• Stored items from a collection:

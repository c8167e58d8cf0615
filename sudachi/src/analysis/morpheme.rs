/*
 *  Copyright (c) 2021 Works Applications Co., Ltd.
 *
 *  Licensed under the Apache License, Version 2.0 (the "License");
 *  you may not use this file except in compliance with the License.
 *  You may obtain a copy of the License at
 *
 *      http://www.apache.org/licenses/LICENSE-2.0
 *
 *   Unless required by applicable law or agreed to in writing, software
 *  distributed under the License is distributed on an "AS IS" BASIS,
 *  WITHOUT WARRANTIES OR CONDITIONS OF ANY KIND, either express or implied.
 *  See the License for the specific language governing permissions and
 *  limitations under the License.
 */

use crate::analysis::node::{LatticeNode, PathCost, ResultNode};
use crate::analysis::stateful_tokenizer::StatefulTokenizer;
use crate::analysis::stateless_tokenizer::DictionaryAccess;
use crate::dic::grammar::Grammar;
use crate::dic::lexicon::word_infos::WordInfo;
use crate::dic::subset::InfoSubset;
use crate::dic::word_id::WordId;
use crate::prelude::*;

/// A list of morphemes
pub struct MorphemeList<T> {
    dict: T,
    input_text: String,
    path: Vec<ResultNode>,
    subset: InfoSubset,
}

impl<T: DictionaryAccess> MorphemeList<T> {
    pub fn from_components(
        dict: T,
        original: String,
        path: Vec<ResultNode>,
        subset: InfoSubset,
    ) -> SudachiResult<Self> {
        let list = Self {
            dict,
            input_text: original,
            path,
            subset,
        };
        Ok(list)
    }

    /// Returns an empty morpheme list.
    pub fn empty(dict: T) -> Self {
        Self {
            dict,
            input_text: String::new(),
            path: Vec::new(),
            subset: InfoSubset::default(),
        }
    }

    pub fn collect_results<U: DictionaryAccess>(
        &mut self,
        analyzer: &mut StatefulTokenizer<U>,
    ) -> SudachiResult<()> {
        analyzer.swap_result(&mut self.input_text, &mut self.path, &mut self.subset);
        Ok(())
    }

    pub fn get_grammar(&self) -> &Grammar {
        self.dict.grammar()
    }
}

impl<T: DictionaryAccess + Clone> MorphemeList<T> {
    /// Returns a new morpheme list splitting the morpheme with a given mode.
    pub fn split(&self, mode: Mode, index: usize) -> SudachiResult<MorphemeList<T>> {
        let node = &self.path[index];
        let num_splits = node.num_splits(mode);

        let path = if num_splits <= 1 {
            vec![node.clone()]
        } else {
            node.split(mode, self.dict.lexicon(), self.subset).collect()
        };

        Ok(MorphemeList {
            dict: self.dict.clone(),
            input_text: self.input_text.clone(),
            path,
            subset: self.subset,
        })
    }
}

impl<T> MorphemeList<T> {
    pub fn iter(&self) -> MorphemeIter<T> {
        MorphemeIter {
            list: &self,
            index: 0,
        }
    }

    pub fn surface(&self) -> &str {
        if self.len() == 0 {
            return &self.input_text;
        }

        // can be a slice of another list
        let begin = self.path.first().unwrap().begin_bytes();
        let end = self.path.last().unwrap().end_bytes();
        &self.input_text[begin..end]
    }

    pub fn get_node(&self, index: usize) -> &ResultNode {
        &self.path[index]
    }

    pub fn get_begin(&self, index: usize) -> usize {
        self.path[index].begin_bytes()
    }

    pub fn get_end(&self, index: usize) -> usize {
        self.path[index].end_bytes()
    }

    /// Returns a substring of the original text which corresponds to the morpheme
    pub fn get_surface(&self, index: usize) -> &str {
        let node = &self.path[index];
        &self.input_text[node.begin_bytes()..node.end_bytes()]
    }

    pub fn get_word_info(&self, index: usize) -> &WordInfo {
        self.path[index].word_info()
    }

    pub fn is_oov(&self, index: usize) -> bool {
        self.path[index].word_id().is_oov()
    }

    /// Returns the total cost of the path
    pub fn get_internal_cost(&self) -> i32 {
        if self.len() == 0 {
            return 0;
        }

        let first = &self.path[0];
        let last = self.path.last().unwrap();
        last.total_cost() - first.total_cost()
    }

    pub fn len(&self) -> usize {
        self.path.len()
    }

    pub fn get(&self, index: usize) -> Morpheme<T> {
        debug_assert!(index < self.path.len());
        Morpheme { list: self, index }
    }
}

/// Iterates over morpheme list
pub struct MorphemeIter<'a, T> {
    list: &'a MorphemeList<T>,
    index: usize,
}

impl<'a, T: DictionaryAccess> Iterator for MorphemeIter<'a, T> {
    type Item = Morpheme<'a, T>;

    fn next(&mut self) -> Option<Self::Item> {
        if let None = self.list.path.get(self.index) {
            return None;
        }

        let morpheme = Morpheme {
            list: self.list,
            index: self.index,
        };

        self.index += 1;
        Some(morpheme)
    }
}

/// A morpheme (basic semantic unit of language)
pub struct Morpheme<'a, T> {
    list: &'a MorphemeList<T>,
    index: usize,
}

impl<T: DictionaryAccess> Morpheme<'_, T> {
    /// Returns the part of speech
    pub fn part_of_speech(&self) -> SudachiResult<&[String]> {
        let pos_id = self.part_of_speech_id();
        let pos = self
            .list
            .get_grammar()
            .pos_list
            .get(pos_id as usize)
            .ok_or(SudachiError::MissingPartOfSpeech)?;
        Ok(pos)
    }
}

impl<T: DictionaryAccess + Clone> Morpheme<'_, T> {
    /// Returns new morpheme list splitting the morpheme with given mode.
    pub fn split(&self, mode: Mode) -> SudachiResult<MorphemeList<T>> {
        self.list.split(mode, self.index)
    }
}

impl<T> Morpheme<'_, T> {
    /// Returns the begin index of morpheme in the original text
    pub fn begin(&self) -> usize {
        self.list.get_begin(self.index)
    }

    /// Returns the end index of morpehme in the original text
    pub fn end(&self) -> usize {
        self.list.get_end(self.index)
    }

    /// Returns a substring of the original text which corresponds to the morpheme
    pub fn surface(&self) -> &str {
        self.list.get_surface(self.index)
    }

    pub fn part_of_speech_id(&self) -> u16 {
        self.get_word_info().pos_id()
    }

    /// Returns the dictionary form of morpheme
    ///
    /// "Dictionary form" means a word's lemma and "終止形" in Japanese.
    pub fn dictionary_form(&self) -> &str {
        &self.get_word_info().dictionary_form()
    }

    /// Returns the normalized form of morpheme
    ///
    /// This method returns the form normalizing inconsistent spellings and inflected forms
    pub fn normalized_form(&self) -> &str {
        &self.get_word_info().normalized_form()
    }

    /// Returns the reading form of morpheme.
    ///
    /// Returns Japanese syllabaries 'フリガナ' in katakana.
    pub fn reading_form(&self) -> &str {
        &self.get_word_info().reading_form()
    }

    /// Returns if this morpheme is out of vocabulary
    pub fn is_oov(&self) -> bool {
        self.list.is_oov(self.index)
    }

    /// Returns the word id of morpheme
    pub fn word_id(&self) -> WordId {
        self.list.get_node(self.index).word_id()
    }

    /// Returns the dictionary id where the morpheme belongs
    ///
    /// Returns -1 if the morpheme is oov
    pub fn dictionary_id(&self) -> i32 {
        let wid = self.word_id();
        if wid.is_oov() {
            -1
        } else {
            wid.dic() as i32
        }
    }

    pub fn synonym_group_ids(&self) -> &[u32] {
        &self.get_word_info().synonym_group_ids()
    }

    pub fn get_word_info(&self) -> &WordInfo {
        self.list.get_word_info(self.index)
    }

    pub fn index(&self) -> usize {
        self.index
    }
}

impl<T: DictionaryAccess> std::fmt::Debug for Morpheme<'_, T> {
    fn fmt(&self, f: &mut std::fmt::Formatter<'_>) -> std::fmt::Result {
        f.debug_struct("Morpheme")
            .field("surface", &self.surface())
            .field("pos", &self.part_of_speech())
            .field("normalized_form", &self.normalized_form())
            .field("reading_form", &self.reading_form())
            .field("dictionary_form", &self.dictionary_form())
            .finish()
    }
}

• Assigned task:
Among the records above, find each line holding the string "MorphemeList" and pull it out.

• Response to this exercise:
pub struct MorphemeList<T> {
impl<T: DictionaryAccess> MorphemeList<T> {
impl<T: DictionaryAccess + Clone> MorphemeList<T> {
    pub fn split(&self, mode: Mode, index: usize) -> SudachiResult<MorphemeList<T>> {
        Ok(MorphemeList {
impl<T> MorphemeList<T> {
    list: &'a MorphemeList<T>,
    list: &'a MorphemeList<T>,
    pub fn split(&self, mode: Mode) -> SudachiResult<MorphemeList<T>> {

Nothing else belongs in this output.